Independent book seller, Flying Books, who stock the shelves at Good Neighbour (678 Bloor St W + 181 Dovercourt Rd), and The Gladstone Hotel (1214 Queen Street W) with “choosily chosen books”, is now offering an “airdrop” option to accommodate our drastic new (hopefully not for long) quarantine lifestyle. “We’re gratified by the number of people who want to buy from indie booksellers like us during this strange moment in history. The heart swells!” says owner Martha Sharpe. 
 
Sharpe has enjoyed delivering books, especially when requests are made for sweet notes to be included—one woman requested an air drop for her sister and with the note “to the best sister ever”.
 
The highly curated selection of titles, that all include a concise and clever mini book review by Sharpe, helps customers narrow their choice, but she’s noticed that lately, the biggest in-demand books include “Jenny Odell’s brilliant (and timely) How to Do Nothing, and Kiley Reid’s gripping debut novel, Such a Fun Age.”
 
While Sharpe is not a pandemic expert (thankfully), she has some literary suggestions to help us pull through this difficult chapter:
 
“Some people are seeking out books that feature pandemics, like Thea Lim’s amazing page-turner, An Ocean of Minutes. While others are looking to escape to a different time, which is what the new Hilary Mantel book, The Mirror & the Light, offers. I can understand and get behind both impulses. I’ve been dipping into Rebecca Solnit’s stunning new memoir, Recollections of My Nonexistence, and finding her amazing voice reassuring; and I can’t wait to start The Glass Hotel, by Emily St.

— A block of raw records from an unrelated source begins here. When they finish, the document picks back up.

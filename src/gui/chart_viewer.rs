//! Chart Viewer Widget
//! Central scrollable panel: headline cards, the filtered data summary and
//! the three interactive charts.

use crate::charts::{fuel_rgb, ChartData, ChartPlotter, DIESEL_RGB};
use crate::stats::{AirQualitySummary, DataSummary, SummaryCard};
use egui::{Color32, RichText, ScrollArea};

const CHART_SPACING: f32 = 15.0;
const TREND_HEIGHT: f32 = 320.0;
const LOWER_HEIGHT: f32 = 360.0;
const CARD_WIDTH: f32 = 170.0;

/// Scrollable dashboard body.
#[derive(Default)]
pub struct ChartViewer {
    pub chart_data: ChartData,
    pub summary: Option<DataSummary>,
    pub cards: Vec<SummaryCard>,
    pub air_quality: Option<AirQualitySummary>,
}

impl ChartViewer {
    pub fn new() -> Self {
        Self::default()
    }

    pub fn clear(&mut self) {
        *self = Self::default();
    }

    pub fn set_chart_data(
        &mut self,
        chart_data: ChartData,
        summary: Option<DataSummary>,
        cards: Vec<SummaryCard>,
        air_quality: Option<AirQualitySummary>,
    ) {
        self.chart_data = chart_data;
        self.summary = summary;
        self.cards = cards;
        self.air_quality = air_quality;
    }

    /// The "Total" card is blue, fuel cards take their fuel's color.
    fn card_color(card: &SummaryCard) -> Color32 {
        if card.title.starts_with("Total") {
            ChartPlotter::color(DIESEL_RGB)
        } else {
            ChartPlotter::color(fuel_rgb(&card.title))
        }
    }

    fn summary_text(summary: &DataSummary) -> String {
        format!(
            "Years {}-{}  |  {:.2}M vehicles ({:.2}M electric)  |  {} fuel types  |  {} data points",
            summary.year_min,
            summary.year_max,
            summary.total_millions,
            summary.electric_millions,
            summary.fuel_types,
            summary.data_points
        )
    }

    fn air_quality_text(air: &AirQualitySummary) -> String {
        let mut text = format!(
            "PM2.5: {} daily readings, mean {:.2} µg/m³ (sd {:.2})",
            air.days, air.mean, air.std_dev
        );
        if let Some(year) = air.cleanest_year {
            text.push_str(&format!(", cleanest year {year}"));
        }
        text
    }

    fn draw_cards(&self, ui: &mut egui::Ui) {
        ui.horizontal_wrapped(|ui| {
            for card in &self.cards {
                egui::Frame::none()
                    .fill(Self::card_color(card))
                    .rounding(8.0)
                    .inner_margin(12.0)
                    .show(ui, |ui| {
                        ui.set_width(CARD_WIDTH);
                        ui.vertical(|ui| {
                            ui.label(RichText::new(&card.title).size(13.0).color(Color32::WHITE));
                            ui.label(
                                RichText::new(format!("{:.2}M", card.millions))
                                    .size(24.0)
                                    .strong()
                                    .color(Color32::WHITE),
                            );
                            ui.label(
                                RichText::new(format!("in {}", card.year))
                                    .size(11.0)
                                    .color(Color32::WHITE),
                            );
                        });
                    });
                ui.add_space(CHART_SPACING / 2.0);
            }
        });
    }

    /// Draw the dashboard.
    pub fn show(&mut self, ui: &mut egui::Ui) {
        ScrollArea::vertical()
            .auto_shrink([false, false])
            .show(ui, |ui| {
                if !self.cards.is_empty() {
                    self.draw_cards(ui);
                    ui.add_space(CHART_SPACING);
                }

                match &self.summary {
                    Some(summary) => {
                        ui.label(RichText::new(Self::summary_text(summary)).size(14.0));
                    }
                    None => {
                        ui.label(
                            RichText::new("No data available for selected filters")
                                .size(14.0)
                                .color(Color32::GRAY),
                        );
                    }
                }
                if let Some(air) = &self.air_quality {
                    ui.label(RichText::new(Self::air_quality_text(air)).weak());
                }
                ui.add_space(CHART_SPACING);

                ChartPlotter::draw_trend_chart(ui, &self.chart_data, TREND_HEIGHT);
                ui.add_space(CHART_SPACING);

                let chart_data = &self.chart_data;
                ui.columns(2, |columns| {
                    ChartPlotter::draw_composition_chart(&mut columns[0], chart_data, LOWER_HEIGHT);
                    ChartPlotter::draw_ev_pm25_chart(&mut columns[1], chart_data, LOWER_HEIGHT);
                });
            });
    }
}
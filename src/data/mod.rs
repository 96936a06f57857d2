//! Data module - CSV loading, cleaning and aggregation

mod cleaning;
mod loader;
mod processor;
mod records;
mod snapshot;

pub use cleaning::is_electric;
pub use processor::{CompositionShare, DataFilter, DataProcessor, FuelSeries};
pub use records::{CombinedAnnualRecord, Pm25Record, VehicleRecord};
pub use snapshot::DashboardData;
//! Statistics module - Summary figures for the dashboard

mod calculator;

pub use calculator::{to_millions, AirQualitySummary, DataSummary, StatsCalculator, SummaryCard};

John Mandel, who, as it happens, also wrote an award-winning pandemic book, Station Eleven. We can’t stare at our screens all day! Books are a balm; they’ll help ease our way through and provide a sense of connection, whether they’re lighter pleasure reads or super literary.”
 
Want to order a Flying Books air drop? Visit their online store, browse the titles, and purchase with credit card or Apple Pay. “We hand-deliver ourselves after asking our customers to let us know a mutually safe way to get them their books — which sometimes means leaving them in their mailbox, or knocking on their door, leaving the package, and then dashing away before they answer. Everyone has been appreciating these precautions; there’s a lot of good cheer amid what would at any other time seem kind of odd.”
 
Like all of us, Sharpe hopes life returns to normal, but does admit that being able to connect with the Toronto reading community in during these wild and uncertain times is “nothing short of marvellous.”